Dataset entries
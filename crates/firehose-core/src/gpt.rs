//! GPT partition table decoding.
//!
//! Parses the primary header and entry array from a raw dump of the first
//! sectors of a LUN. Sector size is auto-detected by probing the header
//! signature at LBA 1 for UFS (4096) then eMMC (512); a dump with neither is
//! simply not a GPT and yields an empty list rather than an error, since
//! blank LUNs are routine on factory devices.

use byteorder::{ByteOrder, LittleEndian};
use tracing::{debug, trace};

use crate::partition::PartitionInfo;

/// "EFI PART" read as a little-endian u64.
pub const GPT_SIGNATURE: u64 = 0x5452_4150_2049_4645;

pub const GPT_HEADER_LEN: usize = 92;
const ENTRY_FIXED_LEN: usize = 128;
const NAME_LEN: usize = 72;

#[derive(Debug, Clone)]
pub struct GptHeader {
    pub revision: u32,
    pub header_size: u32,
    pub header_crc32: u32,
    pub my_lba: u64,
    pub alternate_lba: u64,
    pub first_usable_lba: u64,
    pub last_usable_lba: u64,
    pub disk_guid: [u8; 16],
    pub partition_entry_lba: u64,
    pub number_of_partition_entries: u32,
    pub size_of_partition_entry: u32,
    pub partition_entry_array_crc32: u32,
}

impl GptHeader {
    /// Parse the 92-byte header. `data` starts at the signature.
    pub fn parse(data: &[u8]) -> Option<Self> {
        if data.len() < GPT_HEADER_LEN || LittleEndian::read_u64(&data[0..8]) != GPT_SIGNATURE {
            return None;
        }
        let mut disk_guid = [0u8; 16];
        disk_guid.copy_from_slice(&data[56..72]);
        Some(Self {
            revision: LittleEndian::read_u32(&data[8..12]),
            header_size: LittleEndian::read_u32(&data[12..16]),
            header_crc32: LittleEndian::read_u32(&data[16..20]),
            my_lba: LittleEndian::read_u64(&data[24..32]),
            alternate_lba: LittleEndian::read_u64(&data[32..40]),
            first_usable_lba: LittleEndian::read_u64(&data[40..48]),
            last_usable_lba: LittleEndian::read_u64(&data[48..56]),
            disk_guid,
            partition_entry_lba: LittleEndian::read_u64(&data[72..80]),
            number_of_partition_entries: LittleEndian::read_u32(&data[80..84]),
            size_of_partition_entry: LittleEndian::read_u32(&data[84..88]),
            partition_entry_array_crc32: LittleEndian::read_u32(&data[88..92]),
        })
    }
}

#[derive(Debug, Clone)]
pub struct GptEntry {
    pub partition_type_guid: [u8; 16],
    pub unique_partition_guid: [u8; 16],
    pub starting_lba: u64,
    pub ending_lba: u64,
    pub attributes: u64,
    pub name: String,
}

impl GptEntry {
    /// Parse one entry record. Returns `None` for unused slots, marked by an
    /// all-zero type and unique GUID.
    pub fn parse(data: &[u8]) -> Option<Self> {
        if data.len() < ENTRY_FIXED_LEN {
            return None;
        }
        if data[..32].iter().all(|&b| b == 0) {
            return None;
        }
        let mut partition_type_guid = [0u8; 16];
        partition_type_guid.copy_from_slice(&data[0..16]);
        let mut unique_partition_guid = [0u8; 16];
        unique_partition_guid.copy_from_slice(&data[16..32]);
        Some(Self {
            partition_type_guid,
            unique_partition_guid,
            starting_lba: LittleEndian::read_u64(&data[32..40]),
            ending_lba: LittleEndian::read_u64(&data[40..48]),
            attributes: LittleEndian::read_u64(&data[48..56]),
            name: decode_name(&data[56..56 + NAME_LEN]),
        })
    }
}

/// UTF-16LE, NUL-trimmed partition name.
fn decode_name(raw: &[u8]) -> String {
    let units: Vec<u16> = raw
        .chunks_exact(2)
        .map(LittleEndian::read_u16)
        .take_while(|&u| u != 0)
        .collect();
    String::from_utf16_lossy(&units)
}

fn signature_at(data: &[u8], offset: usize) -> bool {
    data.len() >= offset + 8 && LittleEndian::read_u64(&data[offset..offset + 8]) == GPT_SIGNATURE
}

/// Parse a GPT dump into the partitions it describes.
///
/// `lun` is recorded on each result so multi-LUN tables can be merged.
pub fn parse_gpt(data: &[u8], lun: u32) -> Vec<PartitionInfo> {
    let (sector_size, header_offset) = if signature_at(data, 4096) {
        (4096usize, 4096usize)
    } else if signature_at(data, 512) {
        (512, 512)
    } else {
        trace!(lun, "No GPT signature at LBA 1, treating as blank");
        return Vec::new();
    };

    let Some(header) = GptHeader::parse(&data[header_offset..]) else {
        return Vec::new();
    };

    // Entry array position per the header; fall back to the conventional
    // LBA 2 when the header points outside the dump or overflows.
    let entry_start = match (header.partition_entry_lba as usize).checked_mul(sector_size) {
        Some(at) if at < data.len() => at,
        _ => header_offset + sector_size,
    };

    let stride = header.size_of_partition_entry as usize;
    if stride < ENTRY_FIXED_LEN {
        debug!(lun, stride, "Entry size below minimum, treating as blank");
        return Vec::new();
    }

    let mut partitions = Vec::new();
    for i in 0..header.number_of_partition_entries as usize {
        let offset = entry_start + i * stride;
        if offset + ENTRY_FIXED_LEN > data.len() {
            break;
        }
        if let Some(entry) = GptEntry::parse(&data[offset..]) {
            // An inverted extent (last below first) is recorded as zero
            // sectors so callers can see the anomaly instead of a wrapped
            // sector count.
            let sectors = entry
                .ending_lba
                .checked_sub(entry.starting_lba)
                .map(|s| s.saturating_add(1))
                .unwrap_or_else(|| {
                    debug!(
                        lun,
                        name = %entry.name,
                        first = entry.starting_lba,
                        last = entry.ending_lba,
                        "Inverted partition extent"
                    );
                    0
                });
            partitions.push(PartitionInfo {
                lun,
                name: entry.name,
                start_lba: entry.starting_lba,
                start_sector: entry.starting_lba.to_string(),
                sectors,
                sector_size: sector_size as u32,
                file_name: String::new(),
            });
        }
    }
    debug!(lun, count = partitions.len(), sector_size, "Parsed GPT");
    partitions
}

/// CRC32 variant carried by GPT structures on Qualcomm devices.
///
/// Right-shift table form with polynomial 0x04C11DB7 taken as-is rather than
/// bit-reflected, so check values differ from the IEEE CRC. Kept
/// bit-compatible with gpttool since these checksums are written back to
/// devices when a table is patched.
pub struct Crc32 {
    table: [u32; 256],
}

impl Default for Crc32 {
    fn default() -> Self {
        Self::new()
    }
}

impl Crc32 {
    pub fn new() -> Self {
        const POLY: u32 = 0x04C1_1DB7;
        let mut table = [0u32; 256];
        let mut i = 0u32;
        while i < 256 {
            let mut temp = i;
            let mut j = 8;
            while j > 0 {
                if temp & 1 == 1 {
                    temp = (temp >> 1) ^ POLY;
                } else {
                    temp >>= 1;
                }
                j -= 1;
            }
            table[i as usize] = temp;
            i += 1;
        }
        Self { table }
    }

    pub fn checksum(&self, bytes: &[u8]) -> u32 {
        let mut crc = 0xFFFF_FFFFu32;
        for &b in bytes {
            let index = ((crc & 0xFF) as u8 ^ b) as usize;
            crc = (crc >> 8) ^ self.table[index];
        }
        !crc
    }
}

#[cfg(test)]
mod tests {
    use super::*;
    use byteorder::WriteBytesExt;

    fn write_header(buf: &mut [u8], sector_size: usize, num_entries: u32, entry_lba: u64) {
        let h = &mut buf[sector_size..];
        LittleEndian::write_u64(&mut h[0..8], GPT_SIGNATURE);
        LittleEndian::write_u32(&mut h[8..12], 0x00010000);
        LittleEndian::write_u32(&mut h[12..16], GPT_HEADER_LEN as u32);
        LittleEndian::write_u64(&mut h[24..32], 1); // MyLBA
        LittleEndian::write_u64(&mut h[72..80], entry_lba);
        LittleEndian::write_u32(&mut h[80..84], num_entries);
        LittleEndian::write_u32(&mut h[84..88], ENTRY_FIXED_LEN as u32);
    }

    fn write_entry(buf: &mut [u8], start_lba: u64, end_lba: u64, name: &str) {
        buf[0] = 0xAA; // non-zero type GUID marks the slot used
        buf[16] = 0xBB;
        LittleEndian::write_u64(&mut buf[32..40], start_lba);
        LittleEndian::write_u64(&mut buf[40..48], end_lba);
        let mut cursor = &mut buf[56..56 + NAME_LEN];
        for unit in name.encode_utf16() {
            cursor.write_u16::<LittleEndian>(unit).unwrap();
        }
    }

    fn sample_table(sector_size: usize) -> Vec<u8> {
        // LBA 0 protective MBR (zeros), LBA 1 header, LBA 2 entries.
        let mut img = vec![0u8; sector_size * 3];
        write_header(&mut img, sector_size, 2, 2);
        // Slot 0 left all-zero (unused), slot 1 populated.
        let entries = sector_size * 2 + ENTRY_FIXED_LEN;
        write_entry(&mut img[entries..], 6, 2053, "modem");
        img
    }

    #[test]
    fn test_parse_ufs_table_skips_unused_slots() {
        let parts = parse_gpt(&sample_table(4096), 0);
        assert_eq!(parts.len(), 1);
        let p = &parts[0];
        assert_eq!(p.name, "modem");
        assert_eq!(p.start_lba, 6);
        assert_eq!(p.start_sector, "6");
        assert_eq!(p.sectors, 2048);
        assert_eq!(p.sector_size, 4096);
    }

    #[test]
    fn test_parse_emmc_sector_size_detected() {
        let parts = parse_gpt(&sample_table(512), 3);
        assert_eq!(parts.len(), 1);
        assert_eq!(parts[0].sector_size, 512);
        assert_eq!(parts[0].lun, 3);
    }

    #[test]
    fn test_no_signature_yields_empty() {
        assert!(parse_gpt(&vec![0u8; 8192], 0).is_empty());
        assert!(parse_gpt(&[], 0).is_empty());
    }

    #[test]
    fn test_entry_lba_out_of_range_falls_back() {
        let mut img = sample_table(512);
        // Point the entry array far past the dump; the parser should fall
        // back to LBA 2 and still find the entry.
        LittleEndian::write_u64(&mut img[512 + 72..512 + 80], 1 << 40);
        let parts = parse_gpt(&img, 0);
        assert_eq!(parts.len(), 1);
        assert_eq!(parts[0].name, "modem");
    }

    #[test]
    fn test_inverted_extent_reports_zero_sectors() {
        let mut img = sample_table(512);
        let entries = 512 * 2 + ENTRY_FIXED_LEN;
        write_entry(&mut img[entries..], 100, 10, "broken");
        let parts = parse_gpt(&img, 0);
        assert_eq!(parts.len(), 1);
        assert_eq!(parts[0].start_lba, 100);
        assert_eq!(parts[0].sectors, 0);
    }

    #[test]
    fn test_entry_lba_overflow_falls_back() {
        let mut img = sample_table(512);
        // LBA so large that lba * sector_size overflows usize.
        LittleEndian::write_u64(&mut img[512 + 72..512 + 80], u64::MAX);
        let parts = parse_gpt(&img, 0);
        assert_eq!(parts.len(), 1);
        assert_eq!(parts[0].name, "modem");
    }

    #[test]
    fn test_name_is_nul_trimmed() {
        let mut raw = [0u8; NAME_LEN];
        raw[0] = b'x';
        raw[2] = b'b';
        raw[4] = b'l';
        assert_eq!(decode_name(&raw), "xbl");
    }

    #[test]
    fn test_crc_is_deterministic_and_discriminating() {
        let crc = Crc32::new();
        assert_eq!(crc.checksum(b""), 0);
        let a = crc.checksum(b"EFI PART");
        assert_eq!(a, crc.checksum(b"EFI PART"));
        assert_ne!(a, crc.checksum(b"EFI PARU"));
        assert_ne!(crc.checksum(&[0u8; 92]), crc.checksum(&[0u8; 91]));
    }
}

Problem requirements:
Examine each line of the records above and tally those with the string "dump". State the total alone.

Expected answer:
5